Buscan al principal sospechoso del femicidio de Rosario Vargas, buscan a Carlos Orlando Arévalo, quien se fugó tras el ataque pese a que tenía una perimetral vigente.
La Justicia de Tucumán busca intensamente a Carlos Orlando Arévalo, de 50 años, acusado de asesinar de un disparo a su ex pareja, Rosario Vargas (41), en una vivienda de la ampliación del asentamiento Villa Cariño, en Tafí Viejo. El ataque ocurrió ayer por la mañana, pese a que la víctima había denunciado previamente violencia doméstica y contaba con una orden de restricción contra el sospechoso.

El caso es investigado por la Unidad Fiscal de Homicidios I, a cargo de Pedro Gallo. De acuerdo con la reconstrucción oficial, Arévalo se presentó en la casa de Vargas minutos antes de las 10, disparó al menos cuatro veces y escapó en una motocicleta Yamaha YBR roja. Vecinos que presenciaron el ataque corrieron para auxiliar a la mujer, mientras otros alertaron de inmediato a la Policía.
El Sistema de Emergencias 107 llegó a los pocos minutos, pero solo pudieron constatar que la víctima ya no tenía signos vitales. Según los primeros informes forenses, un proyectil impactó en la región malar y salió por la zona occipital, provocando la muerte inmediata.

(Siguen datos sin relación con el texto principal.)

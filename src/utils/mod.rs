//! Utility modules for configuration and error handling.

pub mod config;
pub mod error;

// Re-export commonly used error types for convenience
pub use error::{ConfigError, EngineError, OutputError, ParseError, RecordSkip};
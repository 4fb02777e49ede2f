//! Configuration and constants for the engine and CLI.

use crate::aggregator::{Granularity, WordSource};
use crate::utils::error::{ConfigError, EngineError};
use log::debug;
use serde::{Deserialize, Serialize};
use std::fs;
use std::path::Path;

/// Current report schema version
pub const SCHEMA_VERSION: &str = "1.0.0";

/// Separator between title number and department name ("7—Agriculture")
pub const DEFAULT_DELIMITER: &str = "\u{2014}";

/// Default time-series window, in years ending "now"
pub const DEFAULT_LOOKBACK_YEARS: u32 = 50;

/// Records processed between yield points
pub const DEFAULT_CHUNK_SIZE: usize = 5_000;

/// Upper bound on the lookback window
pub const MAX_LOOKBACK_YEARS: u32 = 500;

/// Number of memoized results kept by the engine
pub const DEFAULT_CACHE_CAPACITY: usize = 8;

// Field names under which an object-wrapped record array may live
pub const RECORD_FIELD_NAMES: &[&str] = &["records", "data", "items", "results"];

// Filter values that select every group
pub const ALL_GROUP_ALIASES: &[&str] = &["All", "All Titles"];

/// Label used for the synthetic combined row
pub const ALL_GROUPS_LABEL: &str = "All";

/// Engine settings, loadable from a TOML file.
///
/// Every field is optional in the file; missing fields take the defaults
/// above.
#[derive(Debug, Clone, PartialEq, Eq, Serialize, Deserialize)]
#[serde(default, deny_unknown_fields)]
pub struct EngineConfig {
    /// Separator between group key and display name
    pub delimiter: String,

    /// Records processed between yield points
    pub chunk_size: usize,

    /// Time-series lookback window in years
    pub lookback_years: u32,

    /// Time-series bucket granularity
    pub granularity: Granularity,

    /// Where per-record word counts come from
    pub word_source: WordSource,

    /// Memoized results kept by the engine
    pub cache_capacity: usize,
}

impl Default for EngineConfig {
    fn default() -> Self {
        Self {
            delimiter: DEFAULT_DELIMITER.to_string(),
            chunk_size: DEFAULT_CHUNK_SIZE,
            lookback_years: DEFAULT_LOOKBACK_YEARS,
            granularity: Granularity::Monthly,
            word_source: WordSource::Label,
            cache_capacity: DEFAULT_CACHE_CAPACITY,
        }
    }
}

impl EngineConfig {
    /// Check values that serde cannot reject on its own
    pub fn validate(&self) -> Result<(), EngineError> {
        if self.delimiter.is_empty() {
            return Err(EngineError::EmptyDelimiter);
        }
        if self.chunk_size == 0 {
            return Err(EngineError::InvalidChunkSize);
        }
        if self.lookback_years > MAX_LOOKBACK_YEARS {
            return Err(EngineError::InvalidLookback(self.lookback_years));
        }
        Ok(())
    }
}

/// Load engine settings from a TOML file
///
/// # Errors
/// * `ConfigError::ReadFailed` - If file cannot be read
/// * `ConfigError::ParseFailed` - If TOML is invalid or names an unknown option
/// * `ConfigError::Invalid` - If a value is out of range
///
/// # Example
/// ```ignore
/// let config = load_config("ecfr-insight.toml")?;
/// ```
pub fn load_config(path: impl AsRef<Path>) -> Result<EngineConfig, ConfigError> {
    let path = path.as_ref();
    debug!("Loading engine config from: {}", path.display());

    let contents = fs::read_to_string(path)?;
    let config: EngineConfig = toml::from_str(&contents)?;
    config.validate()?;

    Ok(config)
}

#[cfg(test)]
mod tests {
    use super::*;
    use std::io::Write;
    use tempfile::NamedTempFile;

    #[test]
    fn test_default_config_is_valid() {
        assert!(EngineConfig::default().validate().is_ok());
    }

    #[test]
    fn test_load_partial_config() {
        let mut file = NamedTempFile::new().unwrap();
        writeln!(file, "granularity = \"Quarterly\"\nlookback_years = 10").unwrap();

        let config = load_config(file.path()).unwrap();
        assert_eq!(config.granularity, Granularity::Quarterly);
        assert_eq!(config.lookback_years, 10);
        assert_eq!(config.chunk_size, DEFAULT_CHUNK_SIZE);
        assert_eq!(config.delimiter, DEFAULT_DELIMITER);
    }

    #[test]
    fn test_load_config_rejects_unknown_granularity() {
        let mut file = NamedTempFile::new().unwrap();
        writeln!(file, "granularity = \"hourly\"").unwrap();

        assert!(matches!(
            load_config(file.path()),
            Err(ConfigError::ParseFailed(_))
        ));
    }

    #[test]
    fn test_load_config_rejects_zero_chunk_size() {
        let mut file = NamedTempFile::new().unwrap();
        writeln!(file, "chunk_size = 0").unwrap();

        assert!(matches!(
            load_config(file.path()),
            Err(ConfigError::Invalid(EngineError::InvalidChunkSize))
        ));
    }

    #[test]
    fn test_load_config_rejects_unknown_option() {
        let mut file = NamedTempFile::new().unwrap();
        writeln!(file, "lookback = 5").unwrap();

        assert!(matches!(
            load_config(file.path()),
            Err(ConfigError::ParseFailed(_))
        ));
    }
}
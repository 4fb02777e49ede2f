//! Record input and report schema.
//!
//! This module handles:
//! - Decoding flat record dumps
//! - Flattening hierarchical title documents
//! - Defining input and output schema

pub mod records;
pub mod schema;
pub mod titles;

// Re-export main types
pub use records::{parse_records, read_records};
pub use schema::{AggregateReport, GroupSummary, MetricView, RawRecord, RecordKind, ReportParameters};
pub use titles::{flatten_titles, parse_title_label, read_title_documents, TitleNode};
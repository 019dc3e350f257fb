//! Capture entry points and the encode/emit pipeline.
//!
//! The RDP client calls the three [`CaptureHooks`] entry points from its own
//! threads whenever the display changes; the gateway can also force a full
//! refresh through the `FSU` command. Everything funnels into
//! [`CapturePipeline::process`], which applies the quality rules, encodes,
//! allocates the frame index and hands the frame to the updates writer.

mod cursor;
mod encode;
mod rate;
mod screen;

pub use encode::Encoder;
pub use rate::RateController;

use std::path::PathBuf;
use std::sync::Arc;

use bytes::Bytes;
use tracing::{debug, trace, warn};

use rdbridge_core::{Frame, FrameFormat, ImageQuality, MAX_FRAME_PAYLOAD};

use crate::config::BridgeConfig;
use crate::session::SessionState;
use crate::surface::{Bitmap, DesktopSurface, PointerSource, Rect};
use crate::writer::UpdatesSender;

// ── CaptureHooks ─────────────────────────────────────────────────

/// Display-change entry points, implemented by the bridge and injected into
/// the RDP client at startup.
pub trait CaptureHooks: Send + Sync {
    /// Capture and send the whole desktop.
    fn send_screen(&self);

    /// Capture and send one updated desktop region.
    fn send_region(&self, region: Rect);

    /// Send the current pointer icon.
    fn send_cursor(&self);
}

// ── CapturePipeline ──────────────────────────────────────────────

/// The capture → encode → emit pipeline shared by the RDP callbacks and the
/// input dispatcher.
pub struct CapturePipeline {
    state: Arc<SessionState>,
    surface: Arc<dyn DesktopSurface>,
    pointer: Arc<dyn PointerSource>,
    updates: UpdatesSender,
    rate: RateController,
    save_dir: Option<PathBuf>,
}

impl CapturePipeline {
    pub fn new(
        state: Arc<SessionState>,
        surface: Arc<dyn DesktopSurface>,
        pointer: Arc<dyn PointerSource>,
        updates: UpdatesSender,
        config: &BridgeConfig,
    ) -> Self {
        let save_dir = config.capture.save_frames.then(|| {
            let dir = BridgeConfig::log_dir()
                .unwrap_or_else(|| PathBuf::from("log"))
                .join(format!(
                    "remotesession_{}.{}",
                    state.id(),
                    std::process::id()
                ));
            if let Err(e) = std::fs::create_dir_all(&dir) {
                warn!("cannot create frame directory {}: {e}", dir.display());
            }
            dir
        });
        Self {
            state,
            surface,
            pointer,
            updates,
            rate: RateController::new(),
            save_dir,
        }
    }

    /// Desktop dimensions, for pointer coordinate remapping.
    pub fn desktop_size(&self) -> Option<(u32, u32)> {
        self.surface.size()
    }

    /// Encode one bitmap per the session policy and emit it.
    fn process(&self, bitmap: Bitmap, pos_x: u32, pos_y: u32, fullscreen: bool) {
        let policy = self.state.policy();
        // Full-screen updates go out at raised quality; a PNG outcome
        // overrides to lossless either way.
        let quality = if fullscreen {
            ImageQuality::Higher
        } else {
            policy.quality
        };

        let encoder = Encoder::from_policy(policy.encoding, quality);
        let (format, quality, payload) = match encoder.encode(&bitmap) {
            Ok(encoded) => encoded,
            Err(err) => {
                warn!("{err}; frame dropped");
                return;
            }
        };

        self.emit(Frame {
            idx: self.state.next_image_idx(),
            pos_x,
            pos_y,
            width: bitmap.width(),
            height: bitmap.height(),
            format,
            quality,
            fullscreen,
            payload: Bytes::from(payload),
        });
    }

    fn emit(&self, frame: Frame) {
        // Images are capped so a single frame cannot overload the channel
        // or the browser.
        if frame.payload.len() > MAX_FRAME_PAYLOAD {
            debug!(
                idx = frame.idx,
                len = frame.payload.len(),
                "frame over payload cap, dropped"
            );
            return;
        }
        self.save_artifact(&frame);
        self.updates.send_frame(frame);
    }

    /// Debug artifact: dump the encoded payload next to the log files.
    fn save_artifact(&self, frame: &Frame) {
        let Some(dir) = &self.save_dir else { return };
        let name = match frame.format {
            FrameFormat::Cur => format!("cursor_{}.png", frame.idx),
            FrameFormat::Png if frame.fullscreen => format!("screen_{}.png", frame.idx),
            FrameFormat::Png => format!("region_{}.png", frame.idx),
            FrameFormat::Jpeg if frame.fullscreen => {
                format!("screen_{}_{}.jpg", frame.idx, frame.quality.percent())
            }
            FrameFormat::Jpeg => {
                format!("region_{}_{}.jpg", frame.idx, frame.quality.percent())
            }
            FrameFormat::Webp if frame.fullscreen => {
                format!("screen_{}_{}.webp", frame.idx, frame.quality.percent())
            }
            FrameFormat::Webp => {
                format!("region_{}_{}.webp", frame.idx, frame.quality.percent())
            }
        };
        if let Err(e) = std::fs::write(dir.join(&name), &frame.payload) {
            warn!("cannot save frame artifact {name}: {e}");
        }
    }
}

impl CaptureHooks for CapturePipeline {
    fn send_screen(&self) {
        if self.state.id() == 0 {
            return;
        }
        let policy = self.state.policy();
        let Some(capture) = screen::capture_full(self.surface.as_ref(), &policy) else {
            trace!("send_screen: no primary surface");
            return;
        };
        self.process(capture.bitmap, capture.pos_x, capture.pos_y, true);
    }

    fn send_region(&self, region: Rect) {
        if self.state.id() == 0 {
            return;
        }
        let policy = self.state.policy();
        let Some((desktop_w, desktop_h)) = self.surface.size() else {
            trace!("send_region: no primary surface");
            return;
        };
        if !region.fits(desktop_w, desktop_h) {
            return;
        }
        if !self.rate.admit(policy.quantity) {
            trace!(quantity = ?policy.quantity, "region dropped by rate control");
            return;
        }
        let Some(capture) = screen::capture_region(self.surface.as_ref(), &policy, region) else {
            return;
        };
        self.process(capture.bitmap, capture.pos_x, capture.pos_y, false);
    }

    fn send_cursor(&self) {
        if self.state.id() == 0 {
            return;
        }
        let Some(sprite) = self.pointer.render() else {
            trace!("send_cursor: no pointer available");
            return;
        };
        let Some(image) = cursor::compose(&sprite) else {
            trace!("send_cursor: empty cursor suppressed");
            return;
        };

        let payload = match encode::encode_png(&image) {
            Ok(payload) => payload,
            Err(err) => {
                warn!("{err}; cursor dropped");
                return;
            }
        };
        self.emit(Frame {
            idx: self.state.next_image_idx(),
            pos_x: sprite.hotspot_x,
            pos_y: sprite.hotspot_y,
            width: image.width(),
            height: image.height(),
            format: FrameFormat::Cur,
            quality: ImageQuality::Highest,
            fullscreen: false,
            payload: Bytes::from(payload),
        });
    }
}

La escena del crimen fue rápidamente acordonada. “Villa Cariño” quedó colmada de patrulleros, móviles del Ministerio Público Fiscal y peritos del Equipo Científico de Investigaciones Fiscales (ECIF), quienes iniciaron el levantamiento de rastros y detalles balísticos del hecho.
Una relación marcada por la violencia
Según allegados de la víctima, la relación entre Arévalo y Vargas estaba atravesada por reiterados episodios de maltrato. La mujer lo había denunciado al menos dos veces, y sus familiares relataban que él la mantenía aislada de su entorno.
“Nos amenazaba cada vez que queríamos verla. Una vez incluso nos apuntó con una escopeta”, contó Rosa Vargas, tía de Rosario.
Rosario había convivido con el acusado en distintas zonas rurales antes de mudarse, hace cuatro meses, a Villa Cariño, donde vivía junto a su hijo menor, de 13 años, quien habría estado en la casa durante el femicidio.

Vecinos del asentamiento describieron a la víctima como una mujer que buscaba reconstruirse. “Ella se sentía contenida acá. Nos dijo que antes vivía en el monte y no tenía a quién pedir ayuda cuando él la agredía”, relató Rodrigo Barraza, vecino lindante.
Mientras avanzan las pericias, la Justicia mantiene activa la búsqueda del acusado, que continúa prófugo. Cada minuto, lo buscan para esclarecer el femicidio y llevarlo ante los tribunales.